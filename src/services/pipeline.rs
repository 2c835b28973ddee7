//! Per-job processing state machine.
//!
//! Received → Decoding → Filtering → Encoding → terminal. Decode-stage
//! failures (missing source, unreadable image) fail the whole job; an encode
//! failure is isolated to its variant and the job still completes with the
//! remaining variants written. Output paths are deterministic, so re-running
//! a delivered job simply overwrites the same files.
//!
//! Cancellation of an in-flight job is not supported; the only backstop for
//! a stuck job is the per-job deadline in [`run_job_with_deadline`].

use std::path::Path;
use std::time::Duration;

use strum::IntoEnumIterator;

use crate::models::job::{JobEnvelope, JobReport, JobStatus, Variant, VariantOutcome};
use crate::services::codec::{self, CodecError};
use crate::services::filters;
use crate::services::naming;

/// Run one job to a terminal state.
///
/// `Ok` means the source decoded and every variant was attempted (individual
/// encode failures are recorded on the report). `Err` means the job failed
/// before any output could be produced.
pub fn run_job(envelope: &JobEnvelope) -> Result<JobReport, PipelineError> {
    let source = Path::new(&envelope.source_path);
    tracing::info!(job_id = %envelope.job_id, path = %envelope.source_path, "job received");

    if !source.exists() {
        return Err(PipelineError::MissingSource {
            path: envelope.source_path.clone(),
        });
    }

    tracing::debug!(job_id = %envelope.job_id, "decoding source image");
    let raster = codec::decode(source).map_err(PipelineError::Decode)?;

    // Each variant reads the original raster, never a chained result, in the
    // fixed noir → sketch → sepia order.
    let mut variants = Vec::new();
    for variant in Variant::iter() {
        tracing::debug!(job_id = %envelope.job_id, %variant, "filtering");
        let output = filters::apply(variant, &raster);
        let output_path = naming::output_path(source, variant);

        let error = match codec::encode(&output, &output_path) {
            Ok(()) => {
                tracing::debug!(job_id = %envelope.job_id, %variant, path = %output_path.display(), "variant written");
                None
            }
            Err(e) => {
                tracing::warn!(job_id = %envelope.job_id, %variant, error = %e, "variant encode failed");
                Some(e.to_string())
            }
        };

        variants.push(VariantOutcome {
            variant,
            output_path,
            error,
        });
    }

    Ok(JobReport {
        job_id: envelope.job_id,
        status: JobStatus::Completed,
        variants,
    })
}

/// Run one job on the blocking thread pool under a processing deadline.
///
/// Expiry is a terminal failure with reason [`PipelineError::Timeout`],
/// reported like any other job failure.
pub async fn run_job_with_deadline(
    envelope: &JobEnvelope,
    timeout_secs: u64,
) -> Result<JobReport, PipelineError> {
    let job = envelope.clone();
    let task = tokio::task::spawn_blocking(move || run_job(&job));

    match tokio::time::timeout(Duration::from_secs(timeout_secs), task).await {
        Ok(joined) => joined?,
        Err(_) => Err(PipelineError::Timeout {
            seconds: timeout_secs,
        }),
    }
}

#[derive(Debug, thiserror::Error)]
pub enum PipelineError {
    /// Source file absent at worker pickup. Terminal: the file is gone,
    /// retrying cannot help.
    #[error("source file missing: {path}")]
    MissingSource { path: String },

    /// Source unreadable or not a recognized image. Terminal.
    #[error("decode failed: {0}")]
    Decode(#[source] CodecError),

    /// Job exceeded its processing deadline. Terminal.
    #[error("job exceeded {seconds}s processing deadline")]
    Timeout { seconds: u64 },

    /// The blocking job task was cancelled or panicked.
    #[error("job task aborted: {0}")]
    Aborted(#[from] tokio::task::JoinError),
}
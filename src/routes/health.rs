use axum::extract::State;
use axum::http::StatusCode;
use axum::Json;
use serde::Serialize;

use crate::app_state::AppState;

#[derive(Serialize)]
pub struct HealthResponse {
    pub status: String,
    pub version: String,
    pub checks: HealthChecks,
}

#[derive(Serialize)]
pub struct HealthChecks {
    pub redis: ComponentHealth,
}

#[derive(Serialize)]
pub struct ComponentHealth {
    pub status: String,
    pub latency_ms: Option<u64>,
}

/// GET /health — health check with dependency status.
pub async fn health_check(State(state): State<AppState>) -> (StatusCode, Json<HealthResponse>) {
    let redis_start = std::time::Instant::now();
    let redis_check = match state.queue.health_check().await {
        Ok(_) => ComponentHealth {
            status: "ok".to_string(),
            latency_ms: Some(redis_start.elapsed().as_millis() as u64),
        },
        Err(_) => ComponentHealth {
            status: "error".to_string(),
            latency_ms: None,
        },
    };

    let all_healthy = redis_check.status == "ok";
    let status_code = if all_healthy {
        StatusCode::OK
    } else {
        StatusCode::SERVICE_UNAVAILABLE
    };

    let response = HealthResponse {
        status: if all_healthy {
            "ok".to_string()
        } else {
            "degraded".to_string()
        },
        version: env!("CARGO_PKG_VERSION").to_string(),
        checks: HealthChecks { redis: redis_check },
    };

    (status_code, Json(response))
}
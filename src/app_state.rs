use std::path::PathBuf;
use std::sync::Arc;

use crate::services::{dispatch::Dispatcher, queue::JobQueue};

/// Shared application state passed to all route handlers.
#[derive(Clone)]
pub struct AppState {
    pub queue: Arc<JobQueue>,
    pub dispatcher: Arc<Dispatcher>,
    pub uploads_dir: PathBuf,
}

impl AppState {
    pub fn new(queue: JobQueue, uploads_dir: PathBuf) -> Self {
        let queue = Arc::new(queue);
        let dispatcher = Arc::new(Dispatcher::new(queue.clone()));
        Self {
            queue,
            dispatcher,
            uploads_dir,
        }
    }
}
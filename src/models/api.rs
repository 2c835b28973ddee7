use serde::Serialize;
use uuid::Uuid;

/// Response after submitting an image for processing.
///
/// Always optimistic: the job has only been enqueued, and actual
/// success or failure is observable via the storage directory.
#[derive(Debug, Serialize)]
pub struct UploadResponse {
    pub status: String,
    pub original_url: String,
    pub job_id: Uuid,
    pub message: String,
}
use redis::aio::MultiplexedConnection;
use redis::AsyncCommands;

use crate::models::job::JobEnvelope;

const QUEUE_KEY: &str = "vision_scenarios:jobs";
const PROCESSING_KEY: &str = "vision_scenarios:processing";

/// Redis-backed job queue carrying serialized [`JobEnvelope`]s.
///
/// Delivery contract: at-least-once, no FIFO guarantee required by
/// consumers. `dequeue` moves the payload onto a processing list so a
/// crashed worker leaves the job recoverable; `complete` removes it once the
/// job reached a terminal state.
pub struct JobQueue {
    client: redis::Client,
}

impl JobQueue {
    pub fn new(redis_url: &str) -> Result<Self, QueueError> {
        let client = redis::Client::open(redis_url).map_err(QueueError::Redis)?;
        Ok(Self { client })
    }

    async fn conn(&self) -> Result<MultiplexedConnection, QueueError> {
        self.client
            .get_multiplexed_async_connection()
            .await
            .map_err(QueueError::Redis)
    }

    /// Enqueue a job envelope.
    pub async fn enqueue(&self, envelope: &JobEnvelope) -> Result<(), QueueError> {
        let payload = serde_json::to_string(envelope).map_err(QueueError::Serialize)?;
        self.conn()
            .await?
            .lpush::<_, _, ()>(QUEUE_KEY, &payload)
            .await
            .map_err(QueueError::Redis)
    }

    /// Dequeue an envelope for processing (pop with move to processing list).
    pub async fn dequeue(&self) -> Result<Option<JobEnvelope>, QueueError> {
        let result: Option<String> = self
            .conn()
            .await?
            .rpoplpush(QUEUE_KEY, PROCESSING_KEY)
            .await
            .map_err(QueueError::Redis)?;

        result
            .map(|payload| serde_json::from_str(&payload).map_err(QueueError::Serialize))
            .transpose()
    }

    /// Mark an envelope as consumed (remove from the processing list).
    pub async fn complete(&self, envelope: &JobEnvelope) -> Result<(), QueueError> {
        let payload = serde_json::to_string(envelope).map_err(QueueError::Serialize)?;
        self.conn()
            .await?
            .lrem::<_, _, ()>(PROCESSING_KEY, 1, &payload)
            .await
            .map_err(QueueError::Redis)
    }

    /// Check Redis connectivity (for health checks).
    pub async fn health_check(&self) -> Result<(), QueueError> {
        redis::cmd("PING")
            .query_async::<String>(&mut self.conn().await?)
            .await
            .map_err(QueueError::Redis)?;
        Ok(())
    }

    /// Get the current queue depth (pending jobs).
    pub async fn queue_depth(&self) -> Result<u64, QueueError> {
        self.conn()
            .await?
            .llen(QUEUE_KEY)
            .await
            .map_err(QueueError::Redis)
    }
}

#[derive(Debug, thiserror::Error)]
pub enum QueueError {
    #[error("Redis error: {0}")]
    Redis(#[from] redis::RedisError),

    #[error("Serialization error: {0}")]
    Serialize(#[from] serde_json::Error),
}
————
- Problem requirements
The required answer is a single number: the count of lines in the entries that hold the string "once".

- Expected output
2